Incident grave au Théâtre du Merlan de Marseille, situé dans les quartiers nord de la ville, lors de la représentation le samedi 21 février 2009, de « (Not) a love song » du chorégraphe Alain Buffard. Après seulement trois minutes de représentation, le guitariste Vincent Ségal a ordonné le départ de (jeunes) spectateurs manifestement trop bruyants. Alain Buffard est ensuite monté sur scène pour exiger que tout un groupe quitte la salle. Manifestation du public, départ de spectateurs (dont des représentants de tutelles), impuissance de la direction du Théâtre.
Nous reviendrons plus tard sur cet incident afin de porter un regard distancié sur ce qu’il est aujourd’hui : le symptôme d’une désarticulation.
L’époque est aux chansons d’amour. Après le magnifique dernier film de Christophe Honoré, la danse s’empare du sujet avec jubilation, gravité et dérision.
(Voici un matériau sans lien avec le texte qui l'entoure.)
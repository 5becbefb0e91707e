//! Debug module for visualization and debugging tools
//!
//! Records shapes for an external renderer to draw; nothing here talks to a
//! graphics API.

pub mod draw;
pub mod collision_debug;

pub use draw::{DebugDrawSystem, DebugItem, DebugShape, DebugShapeId, Lifetime};
pub use collision_debug::{CollisionDebugColors, CollisionDebugVisualizer};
Le chorégraphe Alain Buffard fait l’évènement (et salle comble) à Montpellier Danse avec « (Not) a Love Song ». À l’issue de la représentation, le public fait un triomphe à celui qui vient de le faire rire jusqu’aux larmes, de l’émouvoir jusqu’aux frissons. Cette création est une performance d’acteurs où le moindre mouvement du corps et la plus petite note de musique participent à une fresque cinématographique chantée, dansée où s’incarne tout à la fois Marlene Dietrich, Bette Davis, Lou Reed, David Bowie et James Brown ! Pour réaliser cette prouesse, Alain Buffard a réuni sur le plateau quatre artistes d’exception : le performer – danseur-chanteur- musicien américain Miguel Gutierrez, la chorégraphe et chanteuse Portugaise Vera Mantero, l’Italienne Claudia Triozzi et le musicien français Vincent Segal. À eux quatre, ils redessinent les contours d’une oeuvre transdisciplinaire où le spectateur lâche prise à l’infini et finit pas se sentir agréablement vulnérable !
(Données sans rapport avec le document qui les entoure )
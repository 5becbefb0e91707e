//! # Extraction Configuration
//!
//! Tunables for turning a sprite silhouette into collision lines. The
//! defaults reproduce the classic behavior: any non-zero alpha is solid,
//! clockwise Moore-neighbor tracing, and a 0.99 cosine cut-off (roughly
//! 8 degrees) for merging collinear contour points.

use serde::{Serialize, Deserialize};

pub use crate::config::{Config, ConfigError};

/// Default cosine above which consecutive contour directions are merged
pub const DEFAULT_MIN_COSINE: f32 = 0.99;

/// Order in which the tracer walks the 8 neighbors of a boundary pixel
#[derive(Debug, Clone, Copy, PartialEq, Eq, Default, Serialize, Deserialize)]
#[serde(rename_all = "snake_case")]
pub enum Winding {
    /// E, SE, S, SW, W, NW, N, NE (image space, y down)
    #[default]
    Clockwise,
    /// E, NE, N, NW, W, SW, S, SE (image space, y down)
    CounterClockwise,
}

/// # Extraction Configuration
///
/// Controls mask thresholding, contour tracing and simplification.
#[derive(Debug, Clone, PartialEq, Serialize, Deserialize)]
#[serde(default)]
pub struct ExtractionConfig {
    /// Pixels with alpha strictly greater than this are solid
    pub alpha_threshold: u8,
    /// Interior points whose in/out directions have a cosine at or above
    /// this value are dropped
    pub min_cosine: f32,
    /// Neighbor scan order for the boundary tracer
    pub winding: Winding,
    /// Upper bound on tracer steps; `None` means width * height
    pub max_trace_steps: Option<usize>,
}

impl Default for ExtractionConfig {
    fn default() -> Self {
        Self {
            alpha_threshold: 0,
            min_cosine: DEFAULT_MIN_COSINE,
            winding: Winding::Clockwise,
            max_trace_steps: None,
        }
    }
}

impl Config for ExtractionConfig {}

impl ExtractionConfig {
    /// Default configuration with a custom alpha threshold
    pub fn with_threshold(alpha_threshold: u8) -> Self {
        Self {
            alpha_threshold,
            ..Default::default()
        }
    }
    
    /// Builder pattern: set the winding
    pub fn with_winding(mut self, winding: Winding) -> Self {
        self.winding = winding;
        self
    }
    
    /// Builder pattern: set the simplification cosine
    pub fn with_min_cosine(mut self, min_cosine: f32) -> Self {
        self.min_cosine = min_cosine;
        self
    }
    
    /// Builder pattern: cap the number of tracer steps
    pub fn with_max_trace_steps(mut self, steps: usize) -> Self {
        self.max_trace_steps = Some(steps);
        self
    }
    
    /// Step bound for a grid of the given size
    pub fn trace_step_limit(&self, width: usize, height: usize) -> usize {
        self.max_trace_steps.unwrap_or(width * height)
    }
    
    /// Validate that every value is usable
    pub fn validate(&self) -> Result<(), ConfigError> {
        if !(-1.0..=1.0).contains(&self.min_cosine) {
            return Err(ConfigError::Invalid {
                field: "min_cosine",
                reason: format!("{} is not within [-1, 1]", self.min_cosine),
            });
        }
        Ok(())
    }
}

#[cfg(test)]
mod tests {
    use super::*;

    #[test]
    fn test_defaults_match_classic_behavior() {
        let config = ExtractionConfig::default();
        assert_eq!(config.alpha_threshold, 0);
        assert!((config.min_cosine - 0.99).abs() < f32::EPSILON);
        assert_eq!(config.winding, Winding::Clockwise);
        assert_eq!(config.trace_step_limit(8, 4), 32);
        assert!(config.validate().is_ok());
    }

    #[test]
    fn test_explicit_step_limit_wins() {
        let config = ExtractionConfig::default().with_max_trace_steps(5);
        assert_eq!(config.trace_step_limit(100, 100), 5);
    }

    #[test]
    fn test_validate_rejects_nan_and_out_of_range_cosine() {
        assert!(ExtractionConfig::default().with_min_cosine(1.5).validate().is_err());
        assert!(ExtractionConfig::default().with_min_cosine(f32::NAN).validate().is_err());
        assert!(ExtractionConfig::default().with_min_cosine(-1.0).validate().is_ok());
    }

    #[test]
    fn test_partial_toml_falls_back_to_defaults() {
        let config: ExtractionConfig = toml::from_str(
            "alpha_threshold = 16\nwinding = \"counter_clockwise\"\n",
        ).unwrap();

        assert_eq!(config.alpha_threshold, 16);
        assert_eq!(config.winding, Winding::CounterClockwise);
        assert!((config.min_cosine - DEFAULT_MIN_COSINE).abs() < f32::EPSILON);
        assert_eq!(config.max_trace_steps, None);
    }

    #[test]
    fn test_file_roundtrip_toml_and_ron() {
        let config = ExtractionConfig::with_threshold(40)
            .with_winding(Winding::CounterClockwise)
            .with_max_trace_steps(1000);
        let dir = std::env::temp_dir();

        for name in ["sprite_collider_extraction.toml", "sprite_collider_extraction.ron"] {
            let path = dir.join(name);
            let path = path.to_str().unwrap();
            config.save_to_file(path).unwrap();
            let loaded = ExtractionConfig::load_from_file(path).unwrap();
            assert_eq!(loaded, config);
            std::fs::remove_file(path).unwrap();
        }
    }

    #[test]
    fn test_unknown_extension_is_rejected() {
        let result = ExtractionConfig::default().save_to_file("extraction.json");
        assert!(matches!(result, Err(ConfigError::UnsupportedFormat(_))));
    }
}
Elles sont deux femmes, stars déchues du cinéma. Les fans les abandonnent à leur quotidien, réduit à cet espace scénique où le miroir les renvoie à leur passé glorieux, leur garde-robe à leurs anciennes coulisses et les quelques marches du salon à leur palais des Festivals. Elles ont tout perdu et la scène leur offre l’opportunité pour tout balancer. À partir de répliques extraites des grands classiques du cinéma, elles chantent ce qu’elles ne peuvent plus dire. Elles vont au cinéma pour permettre aux fans « les plus intelligents » de les observer se regarder à l’écran ! Ainsi qualifié, le public de Montpellier Danse peut s’en donner à c?ur joie pour scruter le moindre fait et geste de ce duo hors pair. Nous serions presque au cinéma si la présence du musicien et du chanteur ? performer n’étaient là pour nous rappeler qu’entre danse, théâtre, 7ème art, défilé de mode, les frontières ne tiennent plus à grand-chose, face à cette tragédie des temps modernes, où la starisation conduit à la perte de soi.
Alain Buffard aime ces deux actrices, car, au-delà des apparences, c’est d’amour et toujours d’amour dont il s’agit. Cette tragi-comédie s’inscrit dans un espace tout à la fois vertical et horizontal, où votre regard ne se perd jamais tant le tout est cohérent. Les corps sont là pour nous rappeler que la danse n’est pas l’art du divertissement, mais de la transformation pour comprendre l’indicible. À quatre, ils métamorphosent tout sur leur passage comme s’il fallait réapprendre le lien, le sentiment amoureux (quitte à clamer « je ne t’aime pas») loin des codes hystériques des fans. Et aussi étrange que cela puisse paraître, Alain Buffard nous replace dans leur histoire (de fous et de folles) où le rire est le plus beau des chants d’amour.
Pascal Bély – Le Tadorne
“(Not) a love song” d’Alain Buffard a été joué les 23 et 24 juin 2007 dans le cadre du Festival Montpellier Danse.